use super::ExprError;

#[derive(Debug, Clone, PartialEq)]
pub(crate) enum Token {
    Number(f64),
    Str(String),
    Ident(String),
    Column(String),
    Env(String),
    Calc(String),
    Func(String),
    LParen,
    RParen,
    Comma,
    Plus,
    Minus,
    Star,
    Slash,
    Power,
    Not,
    Eq,
    Ne,
    Lt,
    Le,
    Gt,
    Ge,
    And,
    Or,
}

pub(crate) fn is_ident_start(ch: char) -> bool {
    ch.is_ascii_alphabetic() || ch == '_'
}

pub(crate) fn is_ident_char(ch: char) -> bool {
    ch.is_ascii_alphanumeric() || ch == '_'
}

pub(crate) fn tokenize(source: &str) -> Result<Vec<Token>, ExprError> {
    let chars: Vec<char> = source.chars().collect();
    let mut tokens = Vec::new();
    let mut index = 0;

    while index < chars.len() {
        let ch = chars[index];
        let next = chars.get(index + 1).copied();

        match ch {
            ' ' | '\t' | '\r' | '\n' => index += 1,
            '0'..='9' | '.' if ch != '.' || next.is_some_and(|c| c.is_ascii_digit()) => {
                let (number, consumed) = read_number(&chars[index..])?;
                tokens.push(Token::Number(number));
                index += consumed;
            }
            '"' | '\'' => {
                let (text, consumed) = read_string(&chars[index..])?;
                tokens.push(Token::Str(text));
                index += consumed;
            }
            '$' | '%' | '@' => {
                let (name, consumed) = read_reference(&chars[index + 1..]).ok_or(
                    ExprError::UnexpectedChar {
                        ch,
                        offset: index,
                    },
                )?;
                tokens.push(match ch {
                    '$' => Token::Column(name),
                    '%' => Token::Env(name),
                    _ => Token::Calc(name),
                });
                index += consumed + 1;
            }
            '&' if next == Some('&') => {
                tokens.push(Token::And);
                index += 2;
            }
            '&' => {
                let (name, consumed) = read_reference(&chars[index + 1..])
                    .ok_or(ExprError::UnexpectedChar { ch, offset: index })?;
                tokens.push(Token::Func(name));
                index += consumed + 1;
            }
            '|' if next == Some('|') => {
                tokens.push(Token::Or);
                index += 2;
            }
            '(' => {
                tokens.push(Token::LParen);
                index += 1;
            }
            ')' => {
                tokens.push(Token::RParen);
                index += 1;
            }
            ',' => {
                tokens.push(Token::Comma);
                index += 1;
            }
            '+' => {
                tokens.push(Token::Plus);
                index += 1;
            }
            '-' => {
                tokens.push(Token::Minus);
                index += 1;
            }
            '*' if next == Some('*') => {
                tokens.push(Token::Power);
                index += 2;
            }
            '*' => {
                tokens.push(Token::Star);
                index += 1;
            }
            '/' => {
                tokens.push(Token::Slash);
                index += 1;
            }
            '=' => {
                tokens.push(Token::Eq);
                index += if next == Some('=') { 2 } else { 1 };
            }
            '!' if next == Some('=') => {
                tokens.push(Token::Ne);
                index += 2;
            }
            '!' => {
                tokens.push(Token::Not);
                index += 1;
            }
            '<' if next == Some('=') => {
                tokens.push(Token::Le);
                index += 2;
            }
            '<' if next == Some('>') => {
                tokens.push(Token::Ne);
                index += 2;
            }
            '<' => {
                tokens.push(Token::Lt);
                index += 1;
            }
            '>' if next == Some('=') => {
                tokens.push(Token::Ge);
                index += 2;
            }
            '>' => {
                tokens.push(Token::Gt);
                index += 1;
            }
            c if is_ident_start(c) => {
                let start = index;
                while index < chars.len() && is_ident_char(chars[index]) {
                    index += 1;
                }
                tokens.push(Token::Ident(chars[start..index].iter().collect()));
            }
            _ => return Err(ExprError::UnexpectedChar { ch, offset: index }),
        }
    }

    Ok(tokens)
}

/// Reads `NAME` or `{NAME}` right after a sigil. The braced form may carry
/// punctuation, which canonical lookups fold away. Returns the identifier and
/// the number of chars consumed.
pub(crate) fn read_reference(chars: &[char]) -> Option<(String, usize)> {
    match chars.first() {
        Some('{') => {
            let close = chars.iter().position(|c| *c == '}')?;
            let name: String = chars[1..close].iter().collect::<String>().trim().to_string();
            (!name.is_empty()).then_some((name, close + 1))
        }
        Some(c) if is_ident_start(*c) => {
            let len = chars.iter().take_while(|c| is_ident_char(**c)).count();
            Some((chars[..len].iter().collect(), len))
        }
        _ => None,
    }
}

fn read_number(chars: &[char]) -> Result<(f64, usize), ExprError> {
    let mut len = 0;
    while len < chars.len() && (chars[len].is_ascii_digit() || chars[len] == '.') {
        len += 1;
    }
    if len < chars.len() && (chars[len] == 'e' || chars[len] == 'E') {
        let mut probe = len + 1;
        if probe < chars.len() && (chars[probe] == '+' || chars[probe] == '-') {
            probe += 1;
        }
        if probe < chars.len() && chars[probe].is_ascii_digit() {
            len = probe;
            while len < chars.len() && chars[len].is_ascii_digit() {
                len += 1;
            }
        }
    }

    let text: String = chars[..len].iter().collect();
    let number = text
        .parse::<f64>()
        .map_err(|_| ExprError::Syntax(format!("invalid number literal '{text}'")))?;
    Ok((number, len))
}

fn read_string(chars: &[char]) -> Result<(String, usize), ExprError> {
    let quote = chars[0];
    let mut out = String::new();
    let mut index = 1;

    while index < chars.len() {
        match chars[index] {
            '\\' if index + 1 < chars.len() => {
                out.push(match chars[index + 1] {
                    'n' => '\n',
                    't' => '\t',
                    other => other,
                });
                index += 2;
            }
            c if c == quote => return Ok((out, index + 1)),
            c => {
                out.push(c);
                index += 1;
            }
        }
    }

    Err(ExprError::UnterminatedString)
}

# # # # # # #

TASK GOAL
Every entry must be set down again exactly as it reads.

RESPONSE TO THE TASK
use super::ExprError;

#[derive(Debug, Clone, PartialEq)]
pub(crate) enum Token {
    Number(f64),
    Str(String),
    Ident(String),
    Column(String),
    Env(String),
    Calc(String),
    Func(String),
    LParen,
    RParen,
    Comma,
    Plus,
    Minus,
    Star,
    Slash,
    Power,
    Not,
    Eq,
    Ne,
    Lt,
    Le,
    Gt,
    Ge,
    And,
    Or,
}

pub(crate) fn is_ident_start(ch: char) -> bool {
    ch.is_ascii_alphabetic() || ch == '_'
}

pub(crate) fn is_ident_char(ch: char) -> bool {
    ch.is_ascii_alphanumeric() || ch == '_'
}

pub(crate) fn tokenize(source: &str) -> Result<Vec<Token>, ExprError> {
    let chars: Vec<char> = source.chars().collect();
    let mut tokens = Vec::new();
    let mut index = 0;

    while index < chars.len() {
        let ch = chars[index];
        let next = chars.get(index + 1).copied();

        match ch {
            ' ' | '\t' | '\r' | '\n' => index += 1,
            '0'..='9' | '.' if ch != '.' || next.is_some_and(|c| c.is_ascii_digit()) => {
                let (number, consumed) = read_number(&chars[index..])?;
                tokens.push(Token::Number(number));
                index += consumed;
            }
            '"' | '\'' => {
                let (text, consumed) = read_string(&chars[index..])?;
                tokens.push(Token::Str(text));
                index += consumed;
            }
            '$' | '%' | '@' => {
                let (name, consumed) = read_reference(&chars[index + 1..]).ok_or(
                    ExprError::UnexpectedChar {
                        ch,
                        offset: index,
                    },
                )?;
                tokens.push(match ch {
                    '$' => Token::Column(name),
                    '%' => Token::Env(name),
                    _ => Token::Calc(name),
                });
                index += consumed + 1;
            }
            '&' if next == Some('&') => {
                tokens.push(Token::And);
                index += 2;
            }
            '&' => {
                let (name, consumed) = read_reference(&chars[index + 1..])
                    .ok_or(ExprError::UnexpectedChar { ch, offset: index })?;
                tokens.push(Token::Func(name));
                index += consumed + 1;
            }
            '|' if next == Some('|') => {
                tokens.push(Token::Or);
                index += 2;
            }
            '(' => {
                tokens.push(Token::LParen);
                index += 1;
            }
            ')' => {
                tokens.push(Token::RParen);
                index += 1;
            }
            ',' => {
                tokens.push(Token::Comma);
                index += 1;
            }
            '+' => {
                tokens.push(Token::Plus);
                index += 1;
            }
            '-' => {
                tokens.push(Token::Minus);
                index += 1;
            }
            '*' if next == Some('*') => {
                tokens.push(Token::Power);
                index += 2;
            }
            '*' => {
                tokens.push(Token::Star);
                index += 1;
            }
            '/' => {
                tokens.push(Token::Slash);
                index += 1;
            }
            '=' => {
                tokens.push(Token::Eq);
                index += if next == Some('=') { 2 } else { 1 };
            }
            '!' if next == Some('=') => {
                tokens.push(Token::Ne);
                index += 2;
            }
            '!' => {
                tokens.push(Token::Not);
                index += 1;
            }
            '<' if next == Some('=') => {
                tokens.push(Token::Le);
                index += 2;
            }
            '<' if next == Some('>') => {
                tokens.push(Token::Ne);
                index += 2;
            }
            '<' => {
                tokens.push(Token::Lt);
                index += 1;
            }
            '>' if next == Some('=') => {
                tokens.push(Token::Ge);
                index += 2;
            }
            '>' => {
                tokens.push(Token::Gt);
                index += 1;
            }
            c if is_ident_start(c) => {
                let start = index;
                while index < chars.len() && is_ident_char(chars[index]) {
                    index += 1;
                }
                tokens.push(Token::Ident(chars[start..index].iter().collect()));
            }
            _ => return Err(ExprError::UnexpectedChar { ch, offset: index }),
        }
    }

    Ok(tokens)
}

/// Reads `NAME` or `{NAME}` right after a sigil. The braced form may carry
/// punctuation, which canonical lookups fold away. Returns the identifier and
/// the number of chars consumed.
pub(crate) fn read_reference(chars: &[char]) -> Option<(String, usize)> {
    match chars.first() {
        Some('{') => {
            let close = chars.iter().position(|c| *c == '}')?;
            let name: String = chars[1..close].iter().collect::<String>().trim().to_string();
            (!name.is_empty()).then_some((name, close + 1))
        }
        Some(c) if is_ident_start(*c) => {
            let len = chars.iter().take_while(|c| is_ident_char(**c)).count();
            Some((chars[..len].iter().collect(), len))
        }
        _ => None,
    }
}

fn read_number(chars: &[char]) -> Result<(f64, usize), ExprError> {
    let mut len = 0;
    while len < chars.len() && (chars[len].is_ascii_digit() || chars[len] == '.') {
        len += 1;
    }
    if len < chars.len() && (chars[len] == 'e' || chars[len] == 'E') {
        let mut probe = len + 1;
        if probe < chars.len() && (chars[probe] == '+' || chars[probe] == '-') {
            probe += 1;
        }
        if probe < chars.len() && chars[probe].is_ascii_digit() {
            len = probe;
            while len < chars.len() && chars[len].is_ascii_digit() {
                len += 1;
            }
        }
    }

    let text: String = chars[..len].iter().collect();
    let number = text
        .parse::<f64>()
        .map_err(|_| ExprError::Syntax(format!("invalid number literal '{text}'")))?;
    Ok((number, len))
}

fn read_string(chars: &[char]) -> Result<(String, usize), ExprError> {
    let quote = chars[0];
    let mut out = String::new();
    let mut index = 1;

    while index < chars.len() {
        match chars[index] {
            '\\' if index + 1 < chars.len() => {
                out.push(match chars[index + 1] {
                    'n' => '\n',
                    't' => '\t',
                    other => other,
                });
                index += 2;
            }
            c if c == quote => return Ok((out, index + 1)),
            c => {
                out.push(c);
                index += 1;
            }
        }
    }

    Err(ExprError::UnterminatedString)
}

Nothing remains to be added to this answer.